Records from a collection:
◆ ◆ ◆ ◆
use crate::rewrite::Tagged;
use crate::types::{EntranceId, TileId};

/// Side of a tile, relative to its heading.
#[derive(Clone, Copy, Debug, PartialEq, Eq, Hash)]
pub enum Side {
    Left,
    Right,
}

impl Side {
    pub const BOTH: [Side; 2] = [Side::Left, Side::Right];

    /// `+1` for left (counter-clockwise of the heading), `-1` for right.
    pub fn sign(self) -> f32 {
        match self {
            Side::Left => 1.0,
            Side::Right => -1.0,
        }
    }
}

/// Where a network starts growing from.
#[derive(Clone, Copy, Debug, PartialEq, Eq)]
pub enum BeginSource {
    Entrance(EntranceId),
    Tile(TileId),
}

/// A pending local edit of the layout.
#[derive(Clone, Copy, Debug, PartialEq)]
pub enum Marker {
    Begin { source: BeginSource },
    Forward { tile: TileId, max_length: Option<f32> },
    Turn { tile: TileId, side: Side },
    AppendParkingSpace { tile: TileId, side: Side },
    Prune { tile: TileId },
}

#[derive(Clone, Copy, Debug, PartialEq, Eq, Hash)]
pub enum MarkerKind {
    Begin,
    Forward,
    Turn,
    AppendParkingSpace,
    Prune,
}

impl Tagged for Marker {
    type Kind = MarkerKind;

    fn kind(&self) -> MarkerKind {
        match self {
            Marker::Begin { .. } => MarkerKind::Begin,
            Marker::Forward { .. } => MarkerKind::Forward,
            Marker::Turn { .. } => MarkerKind::Turn,
            Marker::AppendParkingSpace { .. } => MarkerKind::AppendParkingSpace,
            Marker::Prune { .. } => MarkerKind::Prune,
        }
    }
}

impl Marker {
    /// The markers every successful growth step emits for `tile`: keep
    /// going, and try a space on each side.
    pub fn growth(tile: TileId, max_length: Option<f32>) -> Vec<Marker> {
        vec![
            Marker::Forward { tile, max_length },
            Marker::AppendParkingSpace {
                tile,
                side: Side::Left,
            },
            Marker::AppendParkingSpace {
                tile,
                side: Side::Right,
            },
        ]
    }

    /// Tile the marker edits, if any.
    pub fn tile(&self) -> Option<TileId> {
        match *self {
            Marker::Begin {
                source: BeginSource::Tile(tile),
            } => Some(tile),
            Marker::Begin { .. } => None,
            Marker::Forward { tile, .. }
            | Marker::Turn { tile, .. }
            | Marker::AppendParkingSpace { tile, .. }
            | Marker::Prune { tile } => Some(tile),
        }
    }
}
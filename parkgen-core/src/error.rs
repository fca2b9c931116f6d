use crate::types::{BodyId, EntranceId, TileId};

/// Contract violations raised by the core.
///
/// Expected generative dead ends (overlaps, exhausted capacity, blocked
/// growth) are never reported through this type; they simply produce no
/// markers.
#[derive(Debug, Clone, PartialEq, thiserror::Error)]
pub enum Error {
    #[error("polygon needs at least 3 points, got {0}")]
    DegeneratePolygon(usize),
    #[error("tolerance must be finite and non-negative, got {0}")]
    InvalidTolerance(f32),
    #[error("mass must be finite and non-negative, got {0}")]
    InvalidMass(f32),
    #[error("entrance direction must be non-zero")]
    ZeroDirection,
    #[error("unknown tile {0}")]
    UnknownTile(TileId),
    #[error("unknown entrance {0}")]
    UnknownEntrance(EntranceId),
    #[error("unknown body {0}")]
    UnknownBody(BodyId),
    #[error("body {0} is already registered")]
    DuplicateBody(BodyId),
    #[error("rule \"{0}\" is already registered")]
    DuplicateRule(&'static str),
    #[error("no rule named \"{0}\"")]
    UnknownRule(String),
    #[error("invalid configuration: {0}")]
    InvalidConfig(&'static str),
}

pub type Result<T> = std::result::Result<T, Error>;
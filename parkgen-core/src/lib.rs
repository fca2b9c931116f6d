//! Core circulation-network generation and 2-D layout correction library.
//!
//! Main components:
//! - [`rewrite`]: generic marker/rule rewriting engine run to a fixed point.
//! - [`marker`]: the closed set of growth markers and their kinds.
//! - [`layout`]: the site aggregate: entrances, obstacles, tiles, spaces.
//! - [`builder`]: tile creation, extension, turning and shrinking.
//! - [`state`]: grammar state shared by the growth rules.
//! - [`growth`]: rules common to every network (forward, append, prune).
//! - [`driveway`] / [`bikeway`]: the two concrete growth grammars.
//! - [`geometry`]: polygons and tolerance-aware predicates.
//! - [`collision`]: per-entity collision bodies.
//! - [`rigid_body`]: mass classification of collision bodies.
//! - [`contact`]: vertex-penetration contacts and their resolution.
//! - [`resolver`]: worst-first iterative contact resolver.
//! - [`config`]: requirements and dimensional configuration.
//! - [`error`]: error type for contract violations.
//! - [`types`]: shared type aliases and IDs.

pub mod bikeway;
pub mod builder;
pub mod collision;
pub mod config;
pub mod contact;
pub mod driveway;
pub mod error;
pub mod geometry;
pub mod growth;
pub mod layout;
pub mod marker;
pub mod resolver;
pub mod rewrite;
pub mod rigid_body;
pub mod state;
pub mod types;

pub use error::{Error, Result};
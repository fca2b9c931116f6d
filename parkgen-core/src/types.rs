/// Identifier for a tile in a [`crate::layout::Layout`].
///
/// This is an index into the layout's tile arena. Slots of removed tiles
/// are never reused, so an id stays meaningful for the lifetime of the
/// layout (until [`crate::layout::Layout::clear_tiles`]).
pub type TileId = usize;

/// Identifier for an entrance of a [`crate::layout::Layout`].
pub type EntranceId = usize;

/// Identifier for a body in a [`crate::resolver::BodySet`].
pub type BodyId = usize;
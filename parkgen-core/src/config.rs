use crate::error::{Error, Result};

/// Stopping bounds consulted by every growth rule.
#[derive(Clone, Copy, Debug)]
pub struct Requirements {
    pub max_car_spaces: u32,
    pub max_bicycle_spaces: u32,
    /// Longest driveway chain, measured from its entrance tile.
    pub max_driveway_length: Option<f32>,
    /// Longest bikeway chain, measured from its first tile.
    pub max_bikeway_length: Option<f32>,
    pub allow_turning: bool,
}

impl Default for Requirements {
    fn default() -> Self {
        Self {
            max_car_spaces: 40,
            max_bicycle_spaces: 20,
            max_driveway_length: None,
            max_bikeway_length: None,
            allow_turning: true,
        }
    }
}

/// Dimensions of one network's tiles and of the spaces attached to them.
///
/// A tile grows by `step` per extension. Once it reaches `segment_length`
/// the next extension starts a new chained tile instead.
#[derive(Clone, Copy, Debug, PartialEq)]
pub struct TileSpec {
    pub width: f32,
    pub step: f32,
    pub segment_length: f32,
    pub space_width: f32,
    pub space_depth: f32,
}

impl TileSpec {
    pub const DRIVEWAY: TileSpec = TileSpec {
        width: 6.0,
        step: 2.5,
        segment_length: 25.0,
        space_width: 2.5,
        space_depth: 5.0,
    };

    pub const BIKEWAY: TileSpec = TileSpec {
        width: 2.0,
        step: 1.0,
        segment_length: 10.0,
        space_width: 1.0,
        space_depth: 2.0,
    };

    fn validate(&self) -> Result<()> {
        let dims = [
            self.width,
            self.step,
            self.segment_length,
            self.space_width,
            self.space_depth,
        ];
        if dims.iter().any(|d| !d.is_finite() || *d <= 0.0) {
            return Err(Error::InvalidConfig("tile dimensions must be positive"));
        }
        if self.segment_length < self.step {
            return Err(Error::InvalidConfig("segment length shorter than one step"));
        }
        Ok(())
    }
}

#[derive(Clone, Copy, Debug)]
pub struct ResolverConfig {
    pub max_rounds: usize,
    pub epsilon: f32,
}

impl Default for ResolverConfig {
    fn default() -> Self {
        Self {
            max_rounds: 256,
            epsilon: 1e-3,
        }
    }
}

#[derive(Clone, Copy, Debug)]
pub struct Config {
    pub requirements: Requirements,
    pub driveway: TileSpec,
    pub bikeway: TileSpec,
    pub resolver: ResolverConfig,
    /// Geometric tolerance of the layout's placement gate.
    pub tolerance: f32,
}

impl Default for Config {
    fn default() -> Self {
        Self {
            requirements: Requirements::default(),
            driveway: TileSpec::DRIVEWAY,
            bikeway: TileSpec::BIKEWAY,
            resolver: ResolverConfig::default(),
            tolerance: 1e-3,
        }
    }
}

impl Config {
    pub fn validate(&self) -> Result<()> {
        self.driveway.validate()?;
        self.bikeway.validate()?;
        if !self.tolerance.is_finite() || self.tolerance < 0.0 {
            return Err(Error::InvalidTolerance(self.tolerance));
        }
        if !self.resolver.epsilon.is_finite() || self.resolver.epsilon < 0.0 {
            return Err(Error::InvalidTolerance(self.resolver.epsilon));
        }
        let lengths = [
            self.requirements.max_driveway_length,
            self.requirements.max_bikeway_length,
        ];
        if lengths.into_iter().flatten().any(|l| l.is_nan() || l < 0.0) {
            return Err(Error::InvalidConfig("maximum lengths must be non-negative"));
        }
        Ok(())
    }
}
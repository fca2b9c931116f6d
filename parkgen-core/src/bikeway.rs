//! Bikeway growth grammar: append, forward, begin, prune.
//!
//! Bikeways run alongside finished driveways, so the driveway grammar has
//! to reach its fixed point before this one is reset.

use crate::error::Result;
use crate::growth::{AppendRule, ForwardRule, PruneRule};
use crate::layout::Network;
use crate::marker::{BeginSource, Marker, MarkerKind};
use crate::rewrite::{Grammar, Rule, RunStats};
use crate::state::GrowthState;

/// Starts a bikeway on both sides of the marked driveway tile.
pub struct BeginBikeway;

impl Rule<GrowthState> for BeginBikeway {
    fn name(&self) -> &'static str {
        "begin"
    }

    fn kind(&self) -> MarkerKind {
        MarkerKind::Begin
    }

    fn rewrite(&self, state: &mut GrowthState, marker: &Marker) -> Vec<Marker> {
        let Marker::Begin {
            source: BeginSource::Tile(source),
        } = *marker
        else {
            return vec![];
        };
        if state.at_capacity(Network::Bikeway) {
            return vec![];
        }
        let max_length = state.max_length(Network::Bikeway);
        state
            .builder
            .begin_bikeway(&mut state.layout, source)
            .into_iter()
            .flat_map(|tile| Marker::growth(tile, max_length))
            .collect()
    }
}

pub struct BikewayGrammar {
    grammar: Grammar<GrowthState>,
}

impl BikewayGrammar {
    pub fn new() -> Result<Self> {
        let mut grammar = Grammar::new();
        grammar.push(AppendRule)?;
        grammar.push(ForwardRule)?;
        grammar.push(BeginBikeway)?;
        grammar.push(PruneRule)?;
        Ok(Self { grammar })
    }

    pub fn reset(&self, state: &mut GrowthState) {
        state.reset(Network::Bikeway);
    }

    pub fn run(&self, state: &mut GrowthState) -> RunStats<MarkerKind> {
        self.grammar.run(state)
    }

    pub fn run_with(
        &self,
        state: &mut GrowthState,
        observe: impl FnMut(&GrowthState, &'static str),
    ) -> RunStats<MarkerKind> {
        self.grammar.run_with(state, observe)
    }

    pub fn grammar(&self) -> &Grammar<GrowthState> {
        &self.grammar
    }
}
◆ ◆ ◆ ◆
§ **TASK GOAL**
Going through the data above, state how many lines include the word "push"; only that number is needed.

§ **ANSWER**
4